Women’s Center Date Night showcases student art

By Vanessa Moss

Executive Staff

This year the Wick chose the theme “Illuminating Experiences and Igniting Change.” On October 6, they opened the first gallery of student artwork to be held in their house in conjunction with the event. The Women’s Center started hosting Date Night in the fall of 2014 as a new avenue for enlightened conversation with students on campus and their dates for the evening.

Featuring photographs, mixed-media pieces, and even acrylic paintings on shards of metamorphic rock, the gallery opening was an immense success. Six students—Katie Sutton (C’18), Aidan Bliss (C’18), David Terrell (C’17), Mary Perez (C’17), Maren Johnson (C’17), and Alena Kochinski (C’18)—submitted their work, and the Women’s Center residents hope for an even larger turnout during their next gallery opening.

Pradip Malde, professor of Art and Art History, taught three of the students whose work is displayed. He commented that gallery openings can frequently be distant and cold: “There’s something about putting your work on a blank wall that separates the piece itself from the humanity of the artist and the onlooker.”

The Women’s Center challenged this norm. The physical environment of their house was conducive to mingling and chatting while attendees looked closely at the work on display. The students’ photographs and paintings created a sense of community and closed the separation between their art’s message and the viewer.

“It takes a lot of courage to present your work and sit and see people’s responses,” said Perez, “but the Wick is a safe space in so many ways, it feels like a naturally safe place for people to share their creative work.”

As a gallery opening, Date Night gave artists the opportunity to test run artistic concepts in an inclusive and noncritical setting. Perez accompanied her photography with her poetry, titled Reflexiones || Reflections, her first experimentation in exposing both her artistic passions simultaneously. Capturing beauty in race, movement, callousness, and strength, Perez’s poetry complemented her black and white silver gelatin photographs frictionlessly.

Terrell described his exhibited photograph and narrative as a “pilot run,” the first in a series of portraits that he wishes to create. Entitled Here at Sewanee: The Black Man’s Story, he wants to have the university “hear the undergraduate black man’s story. How has Sewanee treated them? How has the world treated them?” Featuring Malik Hodge (C’20) as his first photographed and interviewed subject, Terrell asked questions from “How have you enjoyed your time here at Sewanee thus far?” to “What experience of racism still lingers with you today?”
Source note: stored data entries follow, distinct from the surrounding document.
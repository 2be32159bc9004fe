// SPDX-License-Identifier: BUSL-1.1
// Copyright (c) 2026 Alfred Jean LLC

//! Session-scoped reference engine
//!
//! Ties a [`SlotRegistry`] and a [`QueueRegistry`] together under one
//! configuration and event bus. A slot and its queue share only the name;
//! queued operations look the target up in the slot registry when they
//! start. Construct one engine per session and call
//! [`RefEngine::teardown`] when the session ends.

use crate::queue::PendingOperation;
use crate::queue_registry::QueueRegistry;
use crate::slot_registry::{SlotDefinition, SlotRegistry, SlotTarget};
use futures::future::BoxFuture;
use std::collections::BTreeMap;
use std::fmt::Display;
use std::future::Future;
use std::sync::Arc;
use std::time::Duration;
use tether_core::{
    millis, Bound, CancelContext, Clock, EngineConfig, EventBus, EventRecord, IdGen,
    OperationOptions, QueueStats, RecoveryStrategy, RefError, SlotInfo, SystemClock, UuidIdGen,
    WaitForBind,
};

pub struct RefEngine<T, C = SystemClock, I = UuidIdGen> {
    config: EngineConfig,
    events: EventBus,
    slots: Arc<SlotRegistry<T>>,
    queues: QueueRegistry<T, C, I>,
}

impl<T> RefEngine<T, SystemClock, UuidIdGen>
where
    T: Clone + Send + 'static,
{
    pub fn new(config: EngineConfig) -> Self {
        Self::with_parts(config, SystemClock, UuidIdGen)
    }
}

impl<T, C, I> RefEngine<T, C, I>
where
    T: Clone + Send + 'static,
    C: Clock,
    I: IdGen,
{
    pub fn with_parts(config: EngineConfig, clock: C, id_gen: I) -> Self {
        let events = EventBus::with_log_capacity(config.event_log_capacity);
        let slots = SlotRegistry::new(events.clone()).with_strict_slots(config.strict_slots);
        let queues = QueueRegistry::new(clock, id_gen, events.clone());
        Self {
            config,
            events,
            slots: Arc::new(slots),
            queues,
        }
    }

    pub fn config(&self) -> &EngineConfig {
        &self.config
    }

    /// Bus carrying every slot and queue event of this session
    pub fn events(&self) -> &EventBus {
        &self.events
    }

    pub fn recent_events(&self) -> Vec<EventRecord> {
        self.events.recent()
    }

    // -------------------------------------------------------------------------
    // Slots
    // -------------------------------------------------------------------------

    pub fn define(&self, name: impl Into<String>, definition: SlotDefinition<T>) {
        self.slots.define(name, definition);
    }

    pub fn get_or_create(&self, name: &str, definition: SlotDefinition<T>) -> SlotInfo {
        self.slots.get_or_create(name, definition)
    }

    /// Bind with the `Fail` strategy
    pub fn bind(&self, name: &str, handle: T) -> Result<Bound, RefError> {
        self.slots.bind(name, handle, &RecoveryStrategy::Fail)
    }

    pub fn bind_with(
        &self,
        name: &str,
        handle: T,
        strategy: &RecoveryStrategy<T>,
    ) -> Result<Bound, RefError> {
        self.slots.bind(name, handle, strategy)
    }

    /// Bind candidates from `producer` until one is accepted
    ///
    /// Makes at least one attempt. Only retryable rejections are retried;
    /// the last rejection is returned once `attempts` run out.
    pub fn bind_with_retry<P>(
        &self,
        name: &str,
        attempts: u32,
        mut producer: P,
    ) -> Result<Bound, RefError>
    where
        P: FnMut() -> T,
    {
        let attempts = attempts.max(1);
        let mut attempt = 1;
        loop {
            match self.slots.bind(name, producer(), &RecoveryStrategy::Retry) {
                Err(RefError::ValidationFailed {
                    retryable: true,
                    ref reason,
                    ..
                }) if attempt < attempts => {
                    tracing::debug!(slot = name, attempt, %reason, "rebinding after rejection");
                    attempt += 1;
                }
                result => return result,
            }
        }
    }

    pub fn unbind(&self, name: &str) -> Result<(), RefError> {
        self.slots.unbind(name)
    }

    /// Drop a slot, rejecting its waiters and pending operations
    pub fn remove(&self, name: &str) -> bool {
        self.queues.cancel_all(name);
        self.slots.remove(name)
    }

    pub fn cancel_waiters(&self, name: &str) -> usize {
        self.slots.cancel_waiters(name)
    }

    pub fn is_bound(&self, name: &str) -> bool {
        self.slots.is_bound(name)
    }

    pub fn current(&self, name: &str) -> Option<T> {
        self.slots.current(name)
    }

    pub fn snapshot(&self) -> BTreeMap<String, Option<T>> {
        self.slots.snapshot()
    }

    pub fn slot_info(&self, name: &str) -> Option<SlotInfo> {
        self.slots.slot_info(name)
    }

    pub fn set_metadata(
        &self,
        name: &str,
        key: impl Into<String>,
        value: impl Into<String>,
    ) -> Result<(), RefError> {
        self.slots.set_metadata(name, key, value)
    }

    // -------------------------------------------------------------------------
    // Waiting
    // -------------------------------------------------------------------------

    pub fn wait_for_bind(&self, name: &str) -> Result<WaitForBind<T>, RefError> {
        self.slots.wait_for_bind(name)
    }

    /// Like [`wait_for_bind`](Self::wait_for_bind), failing with
    /// `MountTimeout` if nothing binds within `limit`
    pub async fn wait_for_bind_timeout(&self, name: &str, limit: Duration) -> Result<T, RefError> {
        let wait = self.slots.wait_for_bind(name)?;
        match tokio::time::timeout(limit, wait).await {
            Ok(result) => result,
            Err(_) => {
                tracing::warn!(slot = name, waited_ms = millis(limit), "mount timed out");
                Err(RefError::MountTimeout {
                    slot: name.to_string(),
                    waited: limit,
                })
            }
        }
    }

    /// Wait bounded by the configured mount timeout, if any
    pub async fn wait_for_bind_bounded(&self, name: &str) -> Result<T, RefError> {
        match self.config.mount_timeout {
            Some(limit) => self.wait_for_bind_timeout(name, limit).await,
            None => self.slots.wait_for_bind(name)?.await,
        }
    }

    pub fn wait_for_all<S: AsRef<str>>(
        &self,
        names: &[S],
    ) -> Result<BoxFuture<'static, Result<BTreeMap<String, T>, RefError>>, RefError> {
        self.slots.wait_for_all(names)
    }

    /// Wait for every name; on expiry the error names the first one still
    /// unbound
    pub async fn wait_for_all_timeout<S: AsRef<str>>(
        &self,
        names: &[S],
        limit: Duration,
    ) -> Result<BTreeMap<String, T>, RefError> {
        let all = self.slots.wait_for_all(names)?;
        match tokio::time::timeout(limit, all).await {
            Ok(result) => result,
            Err(_) => {
                let slot = names
                    .iter()
                    .map(AsRef::as_ref)
                    .find(|name| !self.slots.is_bound(name))
                    .unwrap_or_default()
                    .to_string();
                tracing::warn!(slot = %slot, waited_ms = millis(limit), "mount timed out");
                Err(RefError::MountTimeout {
                    slot,
                    waited: limit,
                })
            }
        }
    }

    pub async fn wait_for_all_bounded<S: AsRef<str>>(
        &self,
        names: &[S],
    ) -> Result<BTreeMap<String, T>, RefError> {
        match self.config.mount_timeout {
            Some(limit) => self.wait_for_all_timeout(names, limit).await,
            None => self.slots.wait_for_all(names)?.await,
        }
    }

    // -------------------------------------------------------------------------
    // Operations
    // -------------------------------------------------------------------------

    /// Queue `op` against whatever `name` is bound to when it starts
    ///
    /// Options left unset take the configured default timeout and retries.
    pub fn with_target<F, Fut, R, E>(
        &self,
        name: &str,
        op: F,
        options: OperationOptions,
    ) -> Result<PendingOperation<R>, RefError>
    where
        F: Fn(T, CancelContext) -> Fut + Send + Sync + 'static,
        Fut: Future<Output = Result<R, E>> + Send + 'static,
        R: Send + 'static,
        E: Display + Send + 'static,
    {
        if self.queues.is_closed() {
            return Err(RefError::QueueClosed {
                slot: name.to_string(),
            });
        }
        self.slots.ensure(name)?;
        let options = OperationOptions {
            timeout: options.timeout.or(self.config.default_timeout),
            retries: options.retries.or(Some(self.config.default_retries)),
            ..options
        };
        let queue = self.queues.queue(name)?;
        let source = SlotTarget::new(Arc::clone(&self.slots), name);
        Ok(queue.enqueue(source, op, options)?)
    }

    pub fn cancel_all(&self, name: &str) -> usize {
        self.queues.cancel_all(name)
    }

    /// Cancel one operation that has not started yet
    pub fn cancel(&self, name: &str, item_id: &str) -> bool {
        self.queues
            .get(name)
            .is_some_and(|queue| queue.cancel(item_id))
    }

    pub fn stats(&self, name: &str) -> Option<QueueStats> {
        self.queues.stats_for(name)
    }

    pub fn all_stats(&self) -> BTreeMap<String, QueueStats> {
        self.queues.stats()
    }

    pub fn total_stats(&self) -> QueueStats {
        self.queues.aggregate()
    }

    // -------------------------------------------------------------------------
    // Lifecycle
    // -------------------------------------------------------------------------

    /// End the session
    ///
    /// Closes every queue, cleans up every bound target and rejects every
    /// waiter. Later `with_target` calls fail with `QueueClosed`.
    pub fn teardown(&self) {
        let cancelled = self.queues.shutdown_all();
        let slots = self.slots.teardown();
        tracing::info!(cancelled, slots, "engine torn down");
    }

    pub fn is_torn_down(&self) -> bool {
        self.queues.is_closed()
    }
}

#[cfg(test)]
#[path = "refs_tests.rs"]
mod tests;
Terrell explained that there is a lack of network for men of color on the Sewanee campus, and he hopes that his portraits will cause the black men of Sewanee to look at and understand each other. Two days before Date Night, the Wick hosted “What I Wish I Knew,” where freshmen women on campus listened to advice from a panel of upperclass women. There was an extensive conversation about what it is like to be a woman of color on campus. There are no similar events for men of color, and few group conversations connect the greater black male community of Sewanee.

Date Night was vibrant and bustling, full of professors and students eager for cheese plates and supporting the artistic community of Sewanee. The artwork will be displayed in the Wick until their next gallery opening (to be announced), and all are welcome to go view or revisit the paintings, photographs, narratives, and poetry of fellow students.